またいつものように、目線よりも高い荷物を積み上げて、さかさか歩いているとリナリーと白髪の男の子。
はて、どっかで見たことあるような。

「あ、バグった人」
「……」
「レイ……」
「あ、やほー。リナリー」

リナリーが、呆れた視線を送っているのが分かったが、ちょうど持っている資料で見えない。

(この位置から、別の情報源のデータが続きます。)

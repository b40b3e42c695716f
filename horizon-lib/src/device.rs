use crate::command::{Command, Stage};
use crate::constants::*;
use crate::entities::{LineSegment, PointOfInterest};
use crate::error::LinkError;
use crate::fs::{self, FileEntry, FileInfo, STATUS_OK};
use crate::message::Request;
use crate::records::{self, Calibration, MagneticField, UserConfig};
use crate::session::{CommandGuard, Session, SessionConfig};
use crate::transfer;
use crate::transport::Transport;
use bytes::Bytes;
use chrono::{DateTime, Utc};
use std::fmt;
use std::sync::Arc;
use strum_macros::Display;
use tracing::{debug, info, warn};

/// Handle to one connected device.
///
/// Every method takes the session's command lock for its whole exchange, so
/// a handle can be shared between tasks; commands are serialized.
pub struct Horizon<T: Transport> {
    session: Session<T>,
}

/// Progress of an initialization transfer
#[derive(Debug, Clone, Copy, PartialEq, Eq)]
pub enum InitProgress {
    Lines { sent: usize, total: usize },
    PointsOfInterest { sent: usize, total: usize },
}

#[derive(Debug, Clone, Copy, PartialEq, Eq, Display)]
pub enum InitStep {
    #[strum(to_string = "flush start")]
    FlushStart,
    #[strum(to_string = "flush end")]
    FlushEnd,
    #[strum(to_string = "time sync")]
    TimeSync,
    #[strum(to_string = "GPS position")]
    GpsPosition,
    #[strum(to_string = "line upload")]
    Lines,
    #[strum(to_string = "point-of-interest upload")]
    PointsOfInterest,
}

/// Data pushed to the device by [`Horizon::initialize`].
#[derive(Debug, Clone, Default)]
pub struct InitData {
    /// Defaults to the current time
    pub time: Option<DateTime<Utc>>,
    pub latitude: f32,
    pub longitude: f32,
    pub lines: Option<Vec<LineSegment>>,
    pub points_of_interest: Option<Vec<PointOfInterest>>,
}

/// Outcome of every step run by [`Horizon::initialize`], in order.
#[derive(Debug, Default)]
pub struct InitReport {
    pub steps: Vec<(InitStep, Result<(), LinkError>)>,
}

impl InitReport {
    fn record(&mut self, step: InitStep, outcome: Result<(), LinkError>) {
        match &outcome {
            Ok(()) => debug!(step = %step, "Initialization step done"),
            Err(e) => warn!(step = %step, error = %e, "Initialization step failed, continuing"),
        }
        self.steps.push((step, outcome));
    }

    pub fn is_success(&self) -> bool {
        self.steps.iter().all(|(_, outcome)| outcome.is_ok())
    }

    pub fn failures(&self) -> impl Iterator<Item = (InitStep, &LinkError)> {
        self.steps
            .iter()
            .filter_map(|(step, outcome)| outcome.as_ref().err().map(|e| (*step, e)))
    }

    pub fn outcome(&self, step: InitStep) -> Option<&Result<(), LinkError>> {
        self.steps.iter().find(|(s, _)| *s == step).map(|(_, o)| o)
    }
}

impl fmt::Display for InitReport {
    fn fmt(&self, f: &mut fmt::Formatter<'_>) -> fmt::Result {
        for (step, outcome) in &self.steps {
            match outcome {
                Ok(()) => writeln!(f, "{step}: ok")?,
                Err(e) => writeln!(f, "{step}: {e}")?,
            }
        }
        Ok(())
    }
}

fn check_status(command: Command, status: u8) -> Result<(), LinkError> {
    if status == STATUS_OK {
        Ok(())
    } else {
        Err(LinkError::DeviceStatus { command, status })
    }
}

fn epoch_seconds(time: DateTime<Utc>) -> Result<u32, LinkError> {
    u32::try_from(time.timestamp()).map_err(|_| {
        LinkError::InvalidArgument(format!("{time} is outside the 32-bit epoch range"))
    })
}

impl<T: Transport> Horizon<T> {
    /// Connect over `transport` and wait for the session to become ready.
    pub async fn connect(transport: Arc<T>, config: SessionConfig) -> Result<Self, LinkError> {
        info!("Connecting to Horizon device...");
        let session = Session::open(transport, config).await?;
        info!(mtu = session.mtu(), "Connected");
        Ok(Self { session })
    }

    pub fn session(&self) -> &Session<T> {
        &self.session
    }

    pub async fn close(&self) -> Result<(), LinkError> {
        self.session.close().await
    }

    async fn send(&self, request: Request) -> Result<(), LinkError> {
        debug!(?request, "Sending command");
        self.session.send(&request.to_frame()).await
    }

    async fn query(&self, request: Request) -> Result<Bytes, LinkError> {
        let expected = request.expected_response().ok_or_else(|| {
            LinkError::InvalidArgument(format!("{request:?} has no response"))
        })?;
        self.session.request(&request.to_frame(), expected).await
    }

    pub async fn flush_start(&self) -> Result<(), LinkError> {
        self.send(Request::FlushStart).await
    }

    pub async fn flush_end(&self) -> Result<(), LinkError> {
        self.send(Request::FlushEnd).await
    }

    pub async fn sync_time(&self, time: DateTime<Utc>) -> Result<(), LinkError> {
        let epoch_seconds = epoch_seconds(time)?;
        self.send(Request::TimeSync { epoch_seconds }).await
    }

    pub async fn sync_time_now(&self) -> Result<(), LinkError> {
        self.sync_time(Utc::now()).await
    }

    pub async fn send_gps_position(&self, latitude: f32, longitude: f32) -> Result<(), LinkError> {
        self.send(Request::GpsPosition {
            latitude,
            longitude,
        })
        .await
    }

    pub async fn set_target(&self, azimuth: f32, altitude: f32) -> Result<(), LinkError> {
        self.send(Request::Target { azimuth, altitude }).await
    }

    pub async fn start_stage(&self, stage: Stage) -> Result<(), LinkError> {
        info!(%stage, "Starting");
        self.send(Request::StageStart(stage)).await
    }

    pub async fn stop_stage(&self, stage: Stage) -> Result<(), LinkError> {
        info!(%stage, "Stopping");
        self.send(Request::StageStop(stage)).await
    }

    /// Erase the device data partition. The device sends no acknowledgement.
    pub async fn format_partition(&self) -> Result<(), LinkError> {
        warn!("Formatting device data partition");
        self.send(Request::FormatPartition).await
    }

    pub async fn brightness(&self) -> Result<u16, LinkError> {
        let payload = self.query(Request::Brightness).await?;
        records::decode_brightness(&payload)
    }

    pub async fn calibration(&self) -> Result<Calibration, LinkError> {
        let payload = self.query(Request::Calibration).await?;
        Calibration::decode(&payload)
    }

    pub async fn user_config(&self) -> Result<UserConfig, LinkError> {
        let payload = self.query(Request::UserConfig).await?;
        UserConfig::decode(&payload)
    }

    pub async fn magnetic_field(&self) -> Result<MagneticField, LinkError> {
        let payload = self.query(Request::MagneticField).await?;
        MagneticField::decode(&payload)
    }

    /// Upload line geometry. `progress` is called with `(lines_sent, total)`
    /// after each line's descriptor and coordinate frames are all written.
    pub async fn upload_lines(
        &self,
        lines: &[LineSegment],
        mut progress: impl FnMut(usize, usize),
    ) -> Result<(), LinkError> {
        let mut guard = self.session.lock().await;
        send_lines(&mut guard, lines, &mut progress).await
    }

    /// Upload points of interest, one frame each. `progress` is called with
    /// `(entries_sent, total)` after every frame.
    pub async fn upload_pois(
        &self,
        pois: &[PointOfInterest],
        mut progress: impl FnMut(usize, usize),
    ) -> Result<(), LinkError> {
        let mut guard = self.session.lock().await;
        send_pois(&mut guard, pois, &mut progress).await
    }

    pub async fn list_dir(&self, path: &str) -> Result<Vec<FileEntry>, LinkError> {
        let payload = self
            .session
            .request(&fs::list_request(path)?, Command::FileListResponse)
            .await?;
        fs::decode_list(&payload)
    }

    pub async fn file_info(&self, path: &str) -> Result<FileInfo, LinkError> {
        let payload = self
            .session
            .request(&fs::info_request(path)?, Command::FileInfoResponse)
            .await?;
        fs::decode_info(&payload)
    }

    /// Read a whole file: its size from an info request, then the contents in
    /// 480-byte reads. A read returning no data ends the download early and
    /// the bytes received so far are returned.
    pub async fn download_file(&self, path: &str) -> Result<Vec<u8>, LinkError> {
        let mut guard = self.session.lock().await;

        let payload = guard
            .request(&fs::info_request(path)?, Command::FileInfoResponse)
            .await?;
        let info = fs::decode_info(&payload)?;
        check_status(Command::FileInfoResponse, info.status)?;
        let size = info.size.ok_or(LinkError::ShortResponse {
            expected: 6,
            actual: payload.len(),
        })? as usize;
        info!(path, size, "Downloading file");

        let mut contents = vec![0u8; size];
        let mut offset = 0usize;
        while offset < size {
            let want = (size - offset).min(FILE_READ_CHUNK_SIZE);
            let request = fs::read_request(path, offset as u32, want as u16)?;
            let payload = guard.request(&request, Command::FileReadResponse).await?;
            let chunk = fs::decode_read_chunk(&payload)?;
            check_status(Command::FileReadResponse, chunk.status)?;
            if chunk.data.is_empty() {
                warn!(path, offset, size, "Device returned no data, ending download");
                break;
            }
            let n = chunk.data.len().min(size - offset);
            contents[offset..offset + n].copy_from_slice(&chunk.data[..n]);
            offset += n;
            debug!(path, offset, size, "Read chunk");
        }
        contents.truncate(offset);
        Ok(contents)
    }

    /// Write `data` to `path` in 256-byte chunks. Any non-zero status aborts.
    /// Empty data is sent as a single empty chunk.
    pub async fn upload_file(&self, path: &str, data: &[u8]) -> Result<(), LinkError> {
        let mut guard = self.session.lock().await;
        info!(path, size = data.len(), "Uploading file");

        let mut chunks: Vec<&[u8]> = data.chunks(FILE_WRITE_CHUNK_SIZE).collect();
        if chunks.is_empty() {
            chunks.push(&[]);
        }
        let mut offset = 0usize;
        for chunk in chunks {
            let request = fs::write_request(path, offset as u32, chunk)?;
            let payload = guard.request(&request, Command::FileWriteResponse).await?;
            check_status(Command::FileWriteResponse, fs::decode_status(&payload)?)?;
            offset += chunk.len();
            debug!(path, offset, size = data.len(), "Wrote chunk");
        }
        Ok(())
    }

    pub async fn delete_file(&self, path: &str) -> Result<(), LinkError> {
        let payload = self
            .session
            .request(&fs::delete_request(path)?, Command::FileDeleteResponse)
            .await?;
        check_status(Command::FileDeleteResponse, fs::decode_status(&payload)?)
    }

    /// Push the startup state: flush start and end, time, GPS position, then
    /// lines and points of interest when supplied.
    ///
    /// Steps are not retried and a failed step does not stop the ones after
    /// it. The command lock is held for the whole sequence.
    pub async fn initialize(
        &self,
        data: &InitData,
        mut progress: impl FnMut(InitProgress),
    ) -> InitReport {
        let mut report = InitReport::default();
        let mut guard = self.session.lock().await;
        info!("Initializing device");

        let outcome = guard.send(&Request::FlushStart.to_frame()).await;
        report.record(InitStep::FlushStart, outcome);
        let outcome = guard.send(&Request::FlushEnd.to_frame()).await;
        report.record(InitStep::FlushEnd, outcome);

        let time = data.time.unwrap_or_else(Utc::now);
        let outcome = match epoch_seconds(time) {
            Ok(epoch_seconds) => guard.send(&Request::TimeSync { epoch_seconds }.to_frame()).await,
            Err(e) => Err(e),
        };
        report.record(InitStep::TimeSync, outcome);

        let gps = Request::GpsPosition {
            latitude: data.latitude,
            longitude: data.longitude,
        };
        let outcome = guard.send(&gps.to_frame()).await;
        report.record(InitStep::GpsPosition, outcome);

        if let Some(lines) = &data.lines {
            let outcome = send_lines(&mut guard, lines, &mut |sent, total| {
                progress(InitProgress::Lines { sent, total })
            })
            .await;
            report.record(InitStep::Lines, outcome);
        }
        if let Some(pois) = &data.points_of_interest {
            let outcome = send_pois(&mut guard, pois, &mut |sent, total| {
                progress(InitProgress::PointsOfInterest { sent, total })
            })
            .await;
            report.record(InitStep::PointsOfInterest, outcome);
        }

        info!(success = report.is_success(), "Initialization finished");
        report
    }
}

async fn send_lines<T: Transport>(
    guard: &mut CommandGuard<'_, T>,
    lines: &[LineSegment],
    progress: &mut impl FnMut(usize, usize),
) -> Result<(), LinkError> {
    let total = lines.len();
    info!(total, "Uploading lines");
    for (i, line) in lines.iter().enumerate() {
        for frame in transfer::line_frames(line) {
            guard.send(&frame).await?;
        }
        progress(i + 1, total);
        debug!(index = line.index, points = line.points.len(), sent = i + 1, total, "Line sent");
    }
    Ok(())
}

async fn send_pois<T: Transport>(
    guard: &mut CommandGuard<'_, T>,
    pois: &[PointOfInterest],
    progress: &mut impl FnMut(usize, usize),
) -> Result<(), LinkError> {
    // validate everything before the first write
    let frames = pois
        .iter()
        .map(transfer::poi_frame)
        .collect::<Result<Vec<_>, _>>()?;
    let total = frames.len();
    info!(total, "Uploading points of interest");
    for (i, frame) in frames.iter().enumerate() {
        guard.send(frame).await?;
        progress(i + 1, total);
    }
    Ok(())
}
use anyhow::{Context, Result};
use clap::Parser;
use clap_verbosity_flag::{InfoLevel, Verbosity};
use horizon_lib::constants::DEFAULT_REASSEMBLY_CAPACITY;
use horizon_lib::reassembly::ReassemblyBuffer;
use std::io::BufRead;
use tracing::warn;

/// Reassemble frames from captured notification fragments.
///
/// Reads one hex-encoded fragment per line from stdin and prints every frame
/// recovered from the stream.
#[derive(Parser, Debug)]
#[command(version, about, long_about = None)]
struct Args {
    /// Reassembly buffer bound in bytes
    #[arg(short, long, default_value_t = DEFAULT_REASSEMBLY_CAPACITY)]
    capacity: usize,
    #[command(flatten)]
    verbose: Verbosity<InfoLevel>,
}

fn main() -> Result<()> {
    let args = Args::parse();
    tracing_subscriber::fmt()
        .with_max_level(args.verbose.tracing_level_filter())
        .with_writer(std::io::stderr)
        .init();

    let mut buffer = ReassemblyBuffer::new(args.capacity);
    let mut frames = 0usize;
    for (number, line) in std::io::stdin().lock().lines().enumerate() {
        let line = line.context("Failed to read stdin")?;
        let line = line.trim();
        if line.is_empty() || line.starts_with('#') {
            continue;
        }
        let fragment = match hex::decode(line.replace(' ', "")) {
            Ok(fragment) => fragment,
            Err(e) => {
                warn!(line = number + 1, error = %e, "Skipping line that is not hex");
                continue;
            }
        };
        buffer.push(&fragment);
        for frame in buffer.drain_frames() {
            frames += 1;
            println!(
                "{:>4}  {:<24} len={:<3} {}",
                frames,
                format!("{:?}", frame.command),
                frame.payload.len(),
                hex::encode(&frame.payload)
            );
        }
    }

    println!(
        "{} frames, {} bytes dropped, {} resyncs, {} bytes left over",
        frames,
        buffer.dropped_bytes(),
        buffer.resync_count(),
        buffer.len()
    );
    Ok(())
}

「アレン君。彼女はエヴァンスレイよ。科学班のメンバー。おもにイノセンスの研究を担当してるの。レイ、彼はアレン・ウォーカーよ」
「よろしく、アレン」
「あ、よろしくお願いします」

そういって、右手に紙の束の重心をずらして、左手を差し出すと右手を差し出すアレン。

「いやいや、左手出してよ」
「えっと……」
「さっき神田に払われたのよ」
「ああ、いつもの」
「そう、いつもの」
「ふ〜ん。でも神田はいつものことだよ。気にしなくていいよ、アレン。それよりも、はーやーくー!右手が死ぬ!」
「あ、はい!」

ぎゅっと握ると温かい手。

「なんだ、普通じゃん」
「はい?」
「じゃ、あたし行くね〜」
「はいはい。じゃあ、アレン君行こう」
「あ、はい」

白衣を靡かせながら、去っていくレイの後ろから視線を戻すとリナリーのほうに駆けよりついていく。